Exercise
Reproduce the records word for word, with nothing left out.
Dataset content below:
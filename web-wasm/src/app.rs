//! メインアプリケーションコンポーネント
//!
//! 状態はすべて `Controller` が持ち、ここでは効果（送信・タイマー）を実行するだけ。

use crate::components::{
    alerts::Alerts,
    header::Header,
    progress_bar::ProgressBar,
    results_view::ResultsView,
    upload_slot::UploadSlot,
};
use crate::transport::FetchTransport;
use gloo::timers::future::TimeoutFuture;
use leptos::prelude::*;
use leptos::task::spawn_local;
use skv_compare_common::progress::TICK_INTERVAL;
use skv_compare_common::{
    build_comparison_request, check_health, Controller, Effect, Event, FileSlot, Transport,
    UploadedFile,
};

/// 比較API（同一オリジンのプロキシ）
fn compare_url() -> &'static str {
    option_env!("SKV_COMPARE_URL").unwrap_or("/api/compare")
}

/// 死活確認先
fn health_url() -> &'static str {
    option_env!("SKV_HEALTH_URL").unwrap_or("http://localhost:5000")
}

/// ファイル選択の結果をイベントにする
fn selection_event(slot: FileSlot, outcome: Result<UploadedFile, String>) -> Event {
    match outcome {
        Ok(file) => Event::FileSelected { slot, file },
        Err(message) => Event::FileRejected(message),
    }
}

/// イベントをコントローラへ流し、返ってきた効果を実行する
#[derive(Clone, Copy)]
pub struct Dispatcher {
    pub state: RwSignal<Controller>,
    /// 進行中のタイマーの世代（変われば古いタイマーは止まる）
    timer: StoredValue<u64>,
}

impl Dispatcher {
    fn new() -> Self {
        Self {
            state: RwSignal::new(Controller::new()),
            timer: StoredValue::new(0),
        }
    }

    pub fn dispatch(self, event: Event) {
        let effects = self
            .state
            .try_update(|current| {
                let transition = std::mem::take(current).handle(event);
                *current = transition.state;
                transition.effects
            })
            .unwrap_or_default();

        for effect in effects {
            self.run(effect);
        }
    }

    fn run(self, effect: Effect) {
        match effect {
            Effect::StartProgressTimer => {
                self.timer.update_value(|g| *g += 1);
                let generation = self.timer.get_value();
                spawn_local(async move {
                    loop {
                        TimeoutFuture::new(TICK_INTERVAL.as_millis() as u32).await;
                        if self.timer.try_get_value() != Some(generation) {
                            break;
                        }
                        self.dispatch(Event::ProgressTick);
                    }
                });
            }
            Effect::StopProgressTimer => self.timer.update_value(|g| *g += 1),
            Effect::SendComparison { skv, tender } => {
                spawn_local(async move {
                    let request = build_comparison_request(compare_url(), skv, tender);
                    let event = match FetchTransport.send(&request).await {
                        Ok(response) => Event::ResponseReceived(response),
                        Err(e) => Event::RequestFailed(e.to_string()),
                    };
                    self.dispatch(event);
                });
            }
        }
    }

    fn check_backend(self) {
        spawn_local(async move {
            let status = check_health(&FetchTransport, health_url()).await;
            self.dispatch(Event::HealthChanged(status));
        });
    }
}

/// メインアプリケーションコンポーネント
#[component]
pub fn App() -> impl IntoView {
    let dispatcher = Dispatcher::new();
    let state = dispatcher.state;
    dispatcher.check_backend();

    let is_processing = Memo::new(move |_| state.with(|s| s.is_processing()));
    let can_submit = Memo::new(move |_| state.with(|s| s.can_submit()));
    let can_reset = Memo::new(move |_| state.with(|s| s.can_reset()));
    let progress = Signal::derive(move || state.with(|s| s.progress()));

    let on_select = move |slot: FileSlot| {
        move |outcome: Result<UploadedFile, String>| dispatcher.dispatch(selection_event(slot, outcome))
    };

    view! {
        <div class="container">
            <Header state=state />

            <div class="upload-grid">
                <UploadSlot
                    slot=FileSlot::Skv
                    label="SKV Standards"
                    state=state
                    on_file=on_select(FileSlot::Skv)
                />
                <UploadSlot
                    slot=FileSlot::Tender
                    label="Tender Document"
                    state=state
                    on_file=on_select(FileSlot::Tender)
                />
            </div>

            <div class="actions">
                <button
                    class="btn btn-primary"
                    disabled=move || !can_submit.get()
                    on:click=move |_| dispatcher.dispatch(Event::Submit)
                >
                    {move || if is_processing.get() { "Processing..." } else { "Compare Documents" }}
                </button>

                <Show when=move || can_reset.get()>
                    <button
                        class="btn btn-secondary"
                        on:click=move |_| dispatcher.dispatch(Event::Reset)
                    >
                        "Reset"
                    </button>
                </Show>
            </div>

            <Show when=move || is_processing.get()>
                <ProgressBar progress=progress />
            </Show>

            <Alerts state=state />

            <ResultsView state=state />
        </div>
    }
}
End of Dataset content.
Your solution
filename web-wasm/src/app.rs
//! メインアプリケーションコンポーネント
//!
//! 状態はすべて `Controller` が持ち、ここでは効果（送信・タイマー）を実行するだけ。

use crate::components::{
    alerts::Alerts,
    header::Header,
    progress_bar::ProgressBar,
    results_view::ResultsView,
    upload_slot::UploadSlot,
};
use crate::transport::FetchTransport;
use gloo::timers::future::TimeoutFuture;
use leptos::prelude::*;
use leptos::task::spawn_local;
use skv_compare_common::progress::TICK_INTERVAL;
use skv_compare_common::{
    build_comparison_request, check_health, Controller, Effect, Event, FileSlot, Transport,
    UploadedFile,
};

/// 比較API（同一オリジンのプロキシ）
fn compare_url() -> &'static str {
    option_env!("SKV_COMPARE_URL").unwrap_or("/api/compare")
}

/// 死活確認先
fn health_url() -> &'static str {
    option_env!("SKV_HEALTH_URL").unwrap_or("http://localhost:5000")
}

/// ファイル選択の結果をイベントにする
fn selection_event(slot: FileSlot, outcome: Result<UploadedFile, String>) -> Event {
    match outcome {
        Ok(file) => Event::FileSelected { slot, file },
        Err(message) => Event::FileRejected(message),
    }
}

/// イベントをコントローラへ流し、返ってきた効果を実行する
#[derive(Clone, Copy)]
pub struct Dispatcher {
    pub state: RwSignal<Controller>,
    /// 進行中のタイマーの世代（変われば古いタイマーは止まる）
    timer: StoredValue<u64>,
}

impl Dispatcher {
    fn new() -> Self {
        Self {
            state: RwSignal::new(Controller::new()),
            timer: StoredValue::new(0),
        }
    }

    pub fn dispatch(self, event: Event) {
        let effects = self
            .state
            .try_update(|current| {
                let transition = std::mem::take(current).handle(event);
                *current = transition.state;
                transition.effects
            })
            .unwrap_or_default();

        for effect in effects {
            self.run(effect);
        }
    }

    fn run(self, effect: Effect) {
        match effect {
            Effect::StartProgressTimer => {
                self.timer.update_value(|g| *g += 1);
                let generation = self.timer.get_value();
                spawn_local(async move {
                    loop {
                        TimeoutFuture::new(TICK_INTERVAL.as_millis() as u32).await;
                        if self.timer.try_get_value() != Some(generation) {
                            break;
                        }
                        self.dispatch(Event::ProgressTick);
                    }
                });
            }
            Effect::StopProgressTimer => self.timer.update_value(|g| *g += 1),
            Effect::SendComparison { skv, tender } => {
                spawn_local(async move {
                    let request = build_comparison_request(compare_url(), skv, tender);
                    let event = match FetchTransport.send(&request).await {
                        Ok(response) => Event::ResponseReceived(response),
                        Err(e) => Event::RequestFailed(e.to_string()),
                    };
                    self.dispatch(event);
                });
            }
        }
    }

    fn check_backend(self) {
        spawn_local(async move {
            let status = check_health(&FetchTransport, health_url()).await;
            self.dispatch(Event::HealthChanged(status));
        });
    }
}

/// メインアプリケーションコンポーネント
#[component]
pub fn App() -> impl IntoView {
    let dispatcher = Dispatcher::new();
    let state = dispatcher.state;
    dispatcher.check_backend();

    let is_processing = Memo::new(move |_| state.with(|s| s.is_processing()));
    let can_submit = Memo::new(move |_| state.with(|s| s.can_submit()));
    let can_reset = Memo::new(move |_| state.with(|s| s.can_reset()));
    let progress = Signal::derive(move || state.with(|s| s.progress()));

    let on_select = move |slot: FileSlot| {
        move |outcome: Result<UploadedFile, String>| dispatcher.dispatch(selection_event(slot, outcome))
    };

    view! {
        <div class="container">
            <Header state=state />

            <div class="upload-grid">
                <UploadSlot
                    slot=FileSlot::Skv
                    label="SKV Standards"
                    state=state
                    on_file=on_select(FileSlot::Skv)
                />
                <UploadSlot
                    slot=FileSlot::Tender
                    label="Tender Document"
                    state=state
                    on_file=on_select(FileSlot::Tender)
                />
            </div>

            <div class="actions">
                <button
                    class="btn btn-primary"
                    disabled=move || !can_submit.get()
                    on:click=move |_| dispatcher.dispatch(Event::Submit)
                >
                    {move || if is_processing.get() { "Processing..." } else { "Compare Documents" }}
                </button>

                <Show when=move || can_reset.get()>
                    <button
                        class="btn btn-secondary"
                        on:click=move |_| dispatcher.dispatch(Event::Reset)
                    >
                        "Reset"
                    </button>
                </Show>
            </div>

            <Show when=move || is_processing.get()>
                <ProgressBar progress=progress />
            </Show>

            <Alerts state=state />

            <ResultsView state=state />
        </div>
    }
}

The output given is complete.